The joy is in the hunt—unless you’re driving aimlessly in search of the perfect antique shop. Cut to the chase and leave more time for browsing: These local treasures will remind you why there’s no time like the past.

Discover a new obsession: You had no idea you were bat-crazy for antique maps until you found yourself poring over an 1816 hand-colored map of the West Indies as if it were a novel––or found yourself crushed (crushed!) that someone beat you to a vintage bird’s eye view of the Cape, illustrated with such beautiful, finely detailed ships, wharves, and landmarks, that you would have considered carrying it around with you all the time. Welcome to Maps of Antiquity in Chatham, where the collection of antique and reproduction maps, nautical and maritime charts, celestial and constellation maps, and comparative maps—ranging from whimsical tourist guides to works of art—is breathtaking. If you’ve never been lost in a map, begin here.

Be authentic: Some “antiques” shops have gone the way of yard sales; any bric-a-brac as old as last week gets thrown into the heap. All the more reason to love Windsong Antiques in Harwich. Owned by the Baylis family for 60 years, you can see their lifelong passion in the thoughtfully curated collection of beautiful country furniture, glass, 18th and 19th century English ceramics, 19th and 20th-century American pottery, sterling and coin silver, and estate jewelry. Only next door, the kids are whizzing around on go-karts, but you’re drifting somewhere along the Rhine, on a true-blue 1850 Staffordshire cup plate.
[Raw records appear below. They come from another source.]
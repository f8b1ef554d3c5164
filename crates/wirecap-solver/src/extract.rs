//! Charge solves and capacitance/inductance extraction.

use std::f64::consts::PI;
use std::time::Instant;

use nalgebra::{DMatrix, DVector};
use rayon::prelude::*;
use wirecap_core::{PhysicalConstants, Structure};

use crate::config::DEFAULT_RCOND_TOLERANCE;
use crate::error::{Error, MatrixKind, Result};
use crate::linear::invert_dense;
use crate::segment::SegmentIndex;

fn check_inverse(y_inv: &DMatrix<f64>, index: &SegmentIndex) -> Result<()> {
    for actual in [y_inv.nrows(), y_inv.ncols()] {
        if actual != index.len() {
            return Err(Error::DimensionMismatch {
                expected: index.len(),
                actual,
            });
        }
    }
    Ok(())
}

/// Segment voltage vector: each conductor's voltage on all of its segments.
pub fn segment_voltages(index: &SegmentIndex, conductor_voltages: &[f64]) -> Result<DVector<f64>> {
    if conductor_voltages.len() != index.num_conductors() {
        return Err(Error::DimensionMismatch {
            expected: index.num_conductors(),
            actual: conductor_voltages.len(),
        });
    }
    if let Some(v) = conductor_voltages.iter().find(|v| !v.is_finite()) {
        return Err(Error::InvalidParameter(format!(
            "conductor voltage must be finite, got {}",
            v
        )));
    }

    Ok(DVector::from_iterator(
        index.len(),
        index.iter().map(|seg| conductor_voltages[seg.conductor]),
    ))
}

/// Segment charge densities (C/m per meter of segment) for one voltage per conductor.
pub fn solve_charge(
    y_inv: &DMatrix<f64>,
    index: &SegmentIndex,
    conductor_voltages: &[f64],
) -> Result<DVector<f64>> {
    check_inverse(y_inv, index)?;
    let voltages = segment_voltages(index, conductor_voltages)?;
    Ok(y_inv * voltages)
}

/// Total charge per conductor (C/m): `Σ density·length` over its segments.
pub fn integrate_conductor_charge(
    segment_charge: &DVector<f64>,
    index: &SegmentIndex,
) -> Result<DVector<f64>> {
    if segment_charge.len() != index.len() {
        return Err(Error::DimensionMismatch {
            expected: index.len(),
            actual: segment_charge.len(),
        });
    }

    let mut totals = DVector::zeros(index.num_conductors());
    for (density, seg) in segment_charge.iter().zip(index.iter()) {
        totals[seg.conductor] += density * seg.length;
    }
    Ok(totals)
}

/// Capacitance matrix (F/m) of a structure from its inverted coefficient matrix.
///
/// Row `i` holds the conductor charges when conductor `i` is at 1 V and all
/// others are grounded. The K solves always run on the rayon pool; use
/// [`capacitance_from_inverse`] or `MomSystem::capacitance` to honor
/// `SolverConfig::parallel`.
pub fn capacitance_matrix(
    structure: &Structure,
    y_inv: &DMatrix<f64>,
    index: &SegmentIndex,
) -> Result<DMatrix<f64>> {
    if structure.num_conductors() != index.num_conductors() {
        return Err(Error::DimensionMismatch {
            expected: structure.num_conductors(),
            actual: index.num_conductors(),
        });
    }
    capacitance_from_inverse(y_inv, index, true)
}

/// [`capacitance_matrix`] without the structure cross-check.
///
/// The K unit-voltage solves are independent and share `y_inv` read-only;
/// with `parallel` they run on the rayon pool.
pub fn capacitance_from_inverse(
    y_inv: &DMatrix<f64>,
    index: &SegmentIndex,
    parallel: bool,
) -> Result<DMatrix<f64>> {
    check_inverse(y_inv, index)?;
    let start = Instant::now();
    let k = index.num_conductors();

    let excite = |i: usize| -> Result<DVector<f64>> {
        let mut voltages = vec![0.0; k];
        voltages[i] = 1.0;
        let charge = solve_charge(y_inv, index, &voltages)?;
        integrate_conductor_charge(&charge, index)
    };

    let rows: Vec<DVector<f64>> = if parallel {
        (0..k).into_par_iter().map(excite).collect::<Result<_>>()?
    } else {
        (0..k).map(excite).collect::<Result<_>>()?
    };

    let c = DMatrix::from_fn(k, k, |i, j| rows[i][j]);
    log::info!("Extracted {}x{} capacitance matrix in {:.2?}", k, k, start.elapsed());
    Ok(c)
}

/// Inductance matrix (H/m) from a capacitance matrix: `L = C⁻¹ / c²`.
///
/// Valid for a uniform surrounding medium (TEM). Fails with
/// [`Error::SingularSystem`] when C cannot be inverted.
pub fn inductance_matrix(
    c: &DMatrix<f64>,
    constants: &PhysicalConstants,
    rcond_tolerance: f64,
) -> Result<DMatrix<f64>> {
    let c_inv = invert_dense(c, MatrixKind::Capacitance, rcond_tolerance)?;
    Ok(c_inv / constants.speed_of_light.powi(2))
}

/// [`inductance_matrix`] with the default conditioning threshold.
pub fn inductance_matrix_default(c: &DMatrix<f64>, constants: &PhysicalConstants) -> Result<DMatrix<f64>> {
    inductance_matrix(c, constants, DEFAULT_RCOND_TOLERANCE)
}

/// Analytic charge (C/m) on a round wire at 1 V above a grounded plane.
///
/// `2π·ε / arccosh(height / radius)`, with `height` measured from the plane
/// to the wire's center.
pub fn ideal_wire_over_ground_charge(
    height: f64,
    radius: f64,
    constants: &PhysicalConstants,
) -> Result<f64> {
    if !(radius > 0.0 && height > radius) {
        return Err(Error::InvalidParameter(format!(
            "wire center height {} must exceed its radius {}",
            height, radius
        )));
    }
    Ok(2.0 * PI * constants.epsilon0 / (height / radius).acosh())
}

#[cfg(test)]
mod tests {
    use super::*;
    use crate::assembly::assemble;
    use crate::config::SolverConfig;
    use crate::linear::relative_asymmetry;
    use wirecap_core::{ConductorSpec, MeshConfig};

    fn three_wires() -> Structure {
        Structure::new(
            MeshConfig::new(12),
            vec![
                ConductorSpec::new([-3.0, 8.0], 1.6, "mm"),
                ConductorSpec::new([0.0, 8.0], 1.6, "mm"),
                ConductorSpec::new([3.0, 8.0], 1.0, "mm").with_segments(16),
            ],
        )
        .unwrap()
    }

    #[test]
    fn voltages_broadcast_to_segments() {
        let index = SegmentIndex::build(&three_wires());
        let v = segment_voltages(&index, &[1.0, 0.0, -2.0]).unwrap();
        assert_eq!(v.len(), 40);
        assert!(v.iter().take(12).all(|&x| x == 1.0));
        assert!(v.iter().skip(12).take(12).all(|&x| x == 0.0));
        assert!(v.iter().skip(24).all(|&x| x == -2.0));
    }

    #[test]
    fn wrong_voltage_count_is_rejected() {
        let structure = three_wires();
        let system = assemble(&structure, &SolverConfig::default()).unwrap();
        let result = solve_charge(system.y_inv(), system.index(), &[1.0, 0.0]);
        assert!(matches!(
            result,
            Err(Error::DimensionMismatch {
                expected: 3,
                actual: 2
            })
        ));
        assert!(matches!(
            solve_charge(system.y_inv(), system.index(), &[1.0, f64::NAN, 0.0]),
            Err(Error::InvalidParameter(_))
        ));
    }

    #[test]
    fn charge_solution_reproduces_voltages() {
        let system = assemble(&three_wires(), &SolverConfig::default()).unwrap();
        let volts = [1.0, -0.5, 0.25];
        let charge = system.solve_charge(&volts).unwrap();
        let applied = system.y() * &charge;
        let expected = segment_voltages(system.index(), &volts).unwrap();
        assert!((applied - expected).amax() < 1e-9);
    }

    #[test]
    fn superposition_of_excitations() {
        let structure = three_wires();
        let system = assemble(&structure, &SolverConfig::default()).unwrap();
        let c = capacitance_matrix(&structure, system.y_inv(), system.index()).unwrap();

        let volts = [2.0, -1.0, 0.5];
        let q = system.conductor_charge(&volts).unwrap();
        for j in 0..3 {
            let expected: f64 = (0..3).map(|i| volts[i] * c[(i, j)]).sum();
            assert!((q[j] - expected).abs() < 1e-9 * c.amax());
        }
    }

    #[test]
    fn capacitance_matrix_properties() {
        let structure = three_wires();
        let system = assemble(&structure, &SolverConfig::default()).unwrap();
        let c = system.capacitance().unwrap();

        assert!(relative_asymmetry(&c) < 1e-6);
        for i in 0..3 {
            assert!(c[(i, i)] > 0.0, "self capacitance must be positive");
            for j in 0..3 {
                if i != j {
                    assert!(c[(i, j)] < 0.0, "mutual capacitance must be negative");
                }
            }
            // Diagonal dominance above a ground plane
            let row_sum: f64 = (0..3).map(|j| c[(i, j)]).sum();
            assert!(row_sum > 0.0);
        }
    }

    #[test]
    fn serial_and_parallel_extraction_agree() {
        let system = assemble(&three_wires(), &SolverConfig::default()).unwrap();
        let a = capacitance_from_inverse(system.y_inv(), system.index(), true).unwrap();
        let b = capacitance_from_inverse(system.y_inv(), system.index(), false).unwrap();
        assert_eq!(a, b);
    }

    #[test]
    fn capacitance_matrix_matches_serial_session() {
        let structure = three_wires();
        let config = SolverConfig::default().with_parallel(false);
        let system = assemble(&structure, &config).unwrap();
        let free = capacitance_matrix(&structure, system.y_inv(), system.index()).unwrap();
        let session = system.capacitance().unwrap();
        assert!((free - session).amax() < 1e-24);
    }

    #[test]
    fn structure_mismatch_is_rejected() {
        let system = assemble(&three_wires(), &SolverConfig::default()).unwrap();
        let other = Structure::new(
            MeshConfig::new(12),
            vec![ConductorSpec::new([0.0, 8.0], 1.6, "mm")],
        )
        .unwrap();
        assert!(matches!(
            capacitance_matrix(&other, system.y_inv(), system.index()),
            Err(Error::DimensionMismatch { .. })
        ));
    }

    #[test]
    fn inductance_is_scaled_inverse() {
        let system = assemble(&three_wires(), &SolverConfig::default()).unwrap();
        let c = system.capacitance().unwrap();
        let l = system.inductance().unwrap();
        let c2 = system.constants().speed_of_light.powi(2);
        let product = &l * &c * c2;
        assert!((product - DMatrix::identity(3, 3)).amax() < 1e-9);
    }

    #[test]
    fn singular_capacitance_is_rejected() {
        let c = DMatrix::from_row_slice(2, 2, &[1e-11, 1e-11, 1e-11, 1e-11]);
        let result = inductance_matrix_default(&c, &PhysicalConstants::default());
        assert!(matches!(
            result,
            Err(Error::SingularSystem {
                matrix: MatrixKind::Capacitance,
                ..
            })
        ));
    }

    #[test]
    fn ideal_charge_value() {
        let q = ideal_wire_over_ground_charge(1.0, 0.005, &PhysicalConstants::default()).unwrap();
        let expected = 2.0 * PI * 8.854e-12 / 200.0_f64.acosh();
        assert!((q - expected).abs() < 1e-25);
        assert!((q - 9.2851e-12).abs() < 1e-15);
        assert!(ideal_wire_over_ground_charge(0.004, 0.005, &PhysicalConstants::default()).is_err());
    }
}
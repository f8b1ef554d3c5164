//! Dense linear algebra helpers.
//!
//! The systems here are small (hundreds to a few thousand unknowns) and
//! fully dense, so everything goes through nalgebra's partial-pivot LU.

use nalgebra::DMatrix;

use crate::error::{Error, MatrixKind, Result};

/// Maximum absolute column sum.
pub fn one_norm(a: &DMatrix<f64>) -> f64 {
    a.column_iter()
        .map(|col| col.iter().map(|v| v.abs()).sum::<f64>())
        .fold(0.0, f64::max)
}

/// Reciprocal 1-norm condition number `1 / (‖A‖₁·‖A⁻¹‖₁)`.
pub fn reciprocal_condition(a: &DMatrix<f64>, a_inv: &DMatrix<f64>) -> f64 {
    let product = one_norm(a) * one_norm(a_inv);
    if product.is_finite() && product > 0.0 {
        1.0 / product
    } else {
        0.0
    }
}

fn check_square(a: &DMatrix<f64>) -> Result<()> {
    if a.nrows() != a.ncols() {
        return Err(Error::DimensionMismatch {
            expected: a.nrows(),
            actual: a.ncols(),
        });
    }
    Ok(())
}

/// Invert a dense square matrix using LU decomposition.
///
/// Fails with [`Error::SingularSystem`] when the factorization hits a zero
/// pivot, the inverse contains non-finite entries, or the reciprocal
/// condition number falls below `rcond_tolerance`.
pub fn invert_dense(
    a: &DMatrix<f64>,
    kind: MatrixKind,
    rcond_tolerance: f64,
) -> Result<DMatrix<f64>> {
    check_square(a)?;

    let inverse = a
        .clone()
        .lu()
        .try_inverse()
        .ok_or(Error::SingularSystem {
            matrix: kind,
            rcond: 0.0,
        })?;

    if inverse.iter().any(|v| !v.is_finite()) {
        return Err(Error::SingularSystem {
            matrix: kind,
            rcond: 0.0,
        });
    }

    let rcond = reciprocal_condition(a, &inverse);
    if rcond < rcond_tolerance {
        return Err(Error::SingularSystem {
            matrix: kind,
            rcond,
        });
    }
    if rcond < rcond_tolerance * 1e3 {
        log::warn!(
            "{} is poorly conditioned (rcond = {:.3e}); results may be inaccurate",
            kind,
            rcond
        );
    } else {
        log::debug!("Inverted {} ({}x{}, rcond = {:.3e})", kind, a.nrows(), a.ncols(), rcond);
    }

    Ok(inverse)
}

/// Largest `|A[i][j] - A[j][i]|` relative to the largest `|A[i][j]|`.
pub fn relative_asymmetry(a: &DMatrix<f64>) -> f64 {
    let scale = a.amax();
    if scale == 0.0 {
        return 0.0;
    }
    (a - a.transpose()).amax() / scale
}
//! Capacitance and inductance matrix extraction.

use anyhow::{Context, Result};
use wirecap_core::Structure;
use wirecap_solver::{SolverConfig, assemble};

use crate::output::{MatricesReport, print_matrix};

/// Extract C and L and print them as tables or JSON.
pub fn run_matrices(structure: &Structure, config: &SolverConfig, json: bool) -> Result<()> {
    let system = assemble(structure, config).context("failed to assemble coefficient matrix")?;
    let c = system.capacitance().context("capacitance extraction failed")?;
    let l = system.inductance().context("inductance extraction failed")?;

    if json {
        let report = MatricesReport::new(structure, system.num_segments(), config, &c, &l);
        println!("{}", serde_json::to_string_pretty(&report)?);
        return Ok(());
    }

    println!("Per-Unit-Length Matrices");
    println!("========================");
    println!();

    let labels: Vec<String> = (0..structure.num_conductors())
        .map(|i| structure.label(i))
        .collect();
    print_matrix("Capacitance Matrix C", &labels, &c, "F/m");
    print_matrix("Inductance Matrix L", &labels, &l, "H/m");

    println!("Analysis complete.");
    Ok(())
}
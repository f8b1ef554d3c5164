//! Potential map sampling.

use std::path::Path;

use anyhow::{Context, Result};
use wirecap_core::Structure;
use wirecap_solver::{MapWindow, PotentialMap, SolverConfig, assemble, kernel_for};

use super::conductor_voltages;

/// Solve once, sample the potential around the structure and write it as CSV.
pub fn run_field(
    structure: &Structure,
    config: &SolverConfig,
    voltages: Option<Vec<f64>>,
    output: &Path,
    resolution: usize,
) -> Result<()> {
    let volts = conductor_voltages(structure, voltages)?;
    let system = assemble(structure, config).context("failed to assemble coefficient matrix")?;
    let charge = system.solve_charge(&volts)?;

    let kernel = kernel_for(config);
    let window = MapWindow::around(structure);
    let map = PotentialMap::sample(
        &charge,
        system.index(),
        kernel.as_ref(),
        &window,
        resolution,
        config.parallel,
    )?;

    std::fs::write(output, map.to_csv())
        .with_context(|| format!("failed to write {}", output.display()))?;

    let (min, max) = map.range();
    println!(
        "Wrote {}x{} potential map to {}",
        resolution,
        resolution,
        output.display()
    );
    println!(
        "  x: [{:.4e}, {:.4e}] m, y: [{:.4e}, {:.4e}] m",
        window.x_min, window.x_max, window.y_min, window.y_max
    );
    println!("  potential: [{:.4}, {:.4}] V", min, max);
    Ok(())
}
//! Repository trait 定義
//!
//! ドメイン層が必要とするデータアクセスのインターフェースを定義します。
//! 具体的な実装は Infrastructure 層が提供します（依存性の逆転）。

use async_trait::async_trait;

use super::{
    entity::{Room, StoredFile, User},
    error::RepositoryError,
    mutation::Mutation,
    value_object::{Email, RoomId, Timestamp, UserId},
};

/// Room Repository trait
///
/// Room は種類ごとの最新値だけを保持します。
/// 同じ種類への同時書き込みは直列化されず、後から永続化されたものが残ります。
#[async_trait]
pub trait RoomRepository: Send + Sync {
    /// Room を作成
    async fn create(&self, room: Room) -> Result<(), RepositoryError>;

    /// Room を取得
    async fn find(&self, room_id: &RoomId) -> Result<Room, RepositoryError>;

    /// 全ての Room を作成順に取得
    async fn list(&self) -> Vec<Room>;

    /// ミューテーションを Room に適用し、適用後の Room を返す
    async fn apply_mutation(
        &self,
        room_id: &RoomId,
        mutation: &Mutation,
        at: Timestamp,
    ) -> Result<Room, RepositoryError>;
}

/// User Repository trait
#[async_trait]
pub trait UserRepository: Send + Sync {
    /// ユーザーを登録（メールアドレスが重複していればエラー）
    async fn insert(&self, user: User) -> Result<(), RepositoryError>;

    async fn find_by_email(&self, email: &Email) -> Result<User, RepositoryError>;

    async fn find_by_id(&self, user_id: &UserId) -> Result<User, RepositoryError>;

    /// ユーザーが作成した Room を追加
    async fn add_room(&self, user_id: &UserId, room_id: RoomId) -> Result<(), RepositoryError>;
}

/// File Repository trait
#[async_trait]
pub trait FileRepository: Send + Sync {
    async fn save(&self, file: StoredFile) -> Result<(), RepositoryError>;

    /// Room のファイルを保存順に取得
    async fn list_by_room(&self, room_id: &RoomId) -> Vec<StoredFile>;
}
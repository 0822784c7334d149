//! Relay server configuration.

use clap::Parser;
use rand::{Rng, distributions::Alphanumeric};

use crate::infrastructure::auth::jwt::DEFAULT_TOKEN_TTL_SECS;

const GENERATED_SECRET_LEN: usize = 48;

#[derive(Parser, Debug, Clone)]
#[command(name = "coderoom-server")]
#[command(about = "Room relay for collaborative code editing", long_about = None)]
pub struct ServerConfig {
    /// Host address to bind the server to
    #[arg(short = 'H', long, env = "CODEROOM_HOST", default_value = "127.0.0.1")]
    pub host: String,

    /// Port number to bind the server to
    #[arg(short = 'p', long, env = "CODEROOM_PORT", default_value_t = 8080)]
    pub port: u16,

    /// Secret used to sign session tokens (random per process when unset)
    #[arg(long, env = "CODEROOM_JWT_SECRET", hide_env_values = true)]
    pub jwt_secret: Option<String>,

    /// Lifetime of issued tokens in seconds
    #[arg(long, env = "CODEROOM_TOKEN_TTL_SECS", default_value_t = DEFAULT_TOKEN_TTL_SECS)]
    pub token_ttl_secs: i64,

    /// Default log level when RUST_LOG is not set
    #[arg(long, default_value = "debug")]
    pub log_level: String,
}

impl ServerConfig {
    /// The configured secret, or a freshly generated one.
    ///
    /// Tokens signed with a generated secret do not survive a restart.
    pub fn resolve_jwt_secret(&self) -> String {
        match &self.jwt_secret {
            Some(secret) if !secret.is_empty() => secret.clone(),
            _ => {
                tracing::warn!("No JWT secret configured, generating an ephemeral one");
                rand::thread_rng()
                    .sample_iter(&Alphanumeric)
                    .take(GENERATED_SECRET_LEN)
                    .map(char::from)
                    .collect()
            }
        }
    }
}

impl Default for ServerConfig {
    fn default() -> Self {
        Self {
            host: "127.0.0.1".to_string(),
            port: 8080,
            jwt_secret: None,
            token_ttl_secs: DEFAULT_TOKEN_TTL_SECS,
            log_level: "debug".to_string(),
        }
    }
}
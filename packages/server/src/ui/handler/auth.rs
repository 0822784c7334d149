//! Bearer token extractor.

use std::sync::Arc;

use axum::{
    extract::FromRequestParts,
    http::{header::AUTHORIZATION, request::Parts},
};

use crate::{domain::User, ui::state::AppState};

use super::error::ApiError;

const BEARER_PREFIX: &str = "Bearer ";

/// The user behind the request's `Authorization: Bearer <token>` header.
///
/// Rejects with 401 when the header is missing, the token is invalid or
/// expired, or the user no longer exists.
pub struct AuthenticatedUser(pub User);

impl FromRequestParts<Arc<AppState>> for AuthenticatedUser {
    type Rejection = ApiError;

    async fn from_request_parts(
        parts: &mut Parts,
        state: &Arc<AppState>,
    ) -> Result<Self, Self::Rejection> {
        let header = parts
            .headers
            .get(AUTHORIZATION)
            .and_then(|value| value.to_str().ok())
            .ok_or_else(|| ApiError::unauthorized("Missing Authorization header"))?;
        let token = header
            .strip_prefix(BEARER_PREFIX)
            .ok_or_else(|| ApiError::unauthorized("Authorization header is not a bearer token"))?;

        let user = state.authenticate_usecase.execute(token.trim()).await?;
        Ok(Self(user))
    }
}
Expect to be surprised: Two things about Buzzards Bay Antiques. 1) The constantly rotating inventory of handmade jewelry, antiques, furniture, and collectibles, including vintage sheet music, toys, comics and signs.  2) The scenic location. Situated right across from the Railroad Bridge in Buzzards Bay, you can follow up your antiquing with a leisurely bike ride along the Cape Cod Canal. A win-win!

True love is timeless: As you browse The Mews at Brewster––a seven-shop collective of all things Americana, folk art, country furniture, primitives, tin and wireware, woodenware, hand tools, quilts, hooked rugs, garden antiques (is your head spinning yet?), stoneware, and all styles of art glass––you’ll discover the collection of chocolate and ice cream molds and realize that some things, such as the longing for chocolates that are handmade in the shape of a fish, never change.

Make it an adventure: Some say antiquing is boring, and let them. The rest of us will be at Eldred’s in East Dennis, plotting our bid on an antique cherry and pine bed with spiral-turned footposts or set of creamy Wedgewood plates. The 60-year-old Cape auction gallery also provides appraisals, which means you can live out your fantasy that the old lamp collecting dust in the basement is your ticket to fortune.

Go right to the source: Sandwich is an antiques-lover’s dream; the Cape’s oldest town is fittingly home to a treasure trove of antique shops, many boasting specimens of the namesake mold-blown and pressed glass that was manufactured by the Sandwich Glass Company in the 1820s. One local favorite not to miss when you’re in town: Sandwich Antiques Center on Route 6A, a jaw-dropping showcase of antiques from dealers around the country that seems to never end. You won’t want it to.

Find strength in numbers: Mark your calendars for the Cape Cod Antique Dealers Association Late Spring Falmouth Antiques Show, a one-day feast for the eyes held at the Cape Cod Fairgrounds in Falmouth. The annual show features the treasures of more than 30 exhibitors to benefit the association’s cultural enrichment fund to provide grants to area museums, libraries, and cultural centers. The 2019 show will be Saturday, June 1; visit the CCADA website for more info (and a members guide to the region’s best shops and dealers.)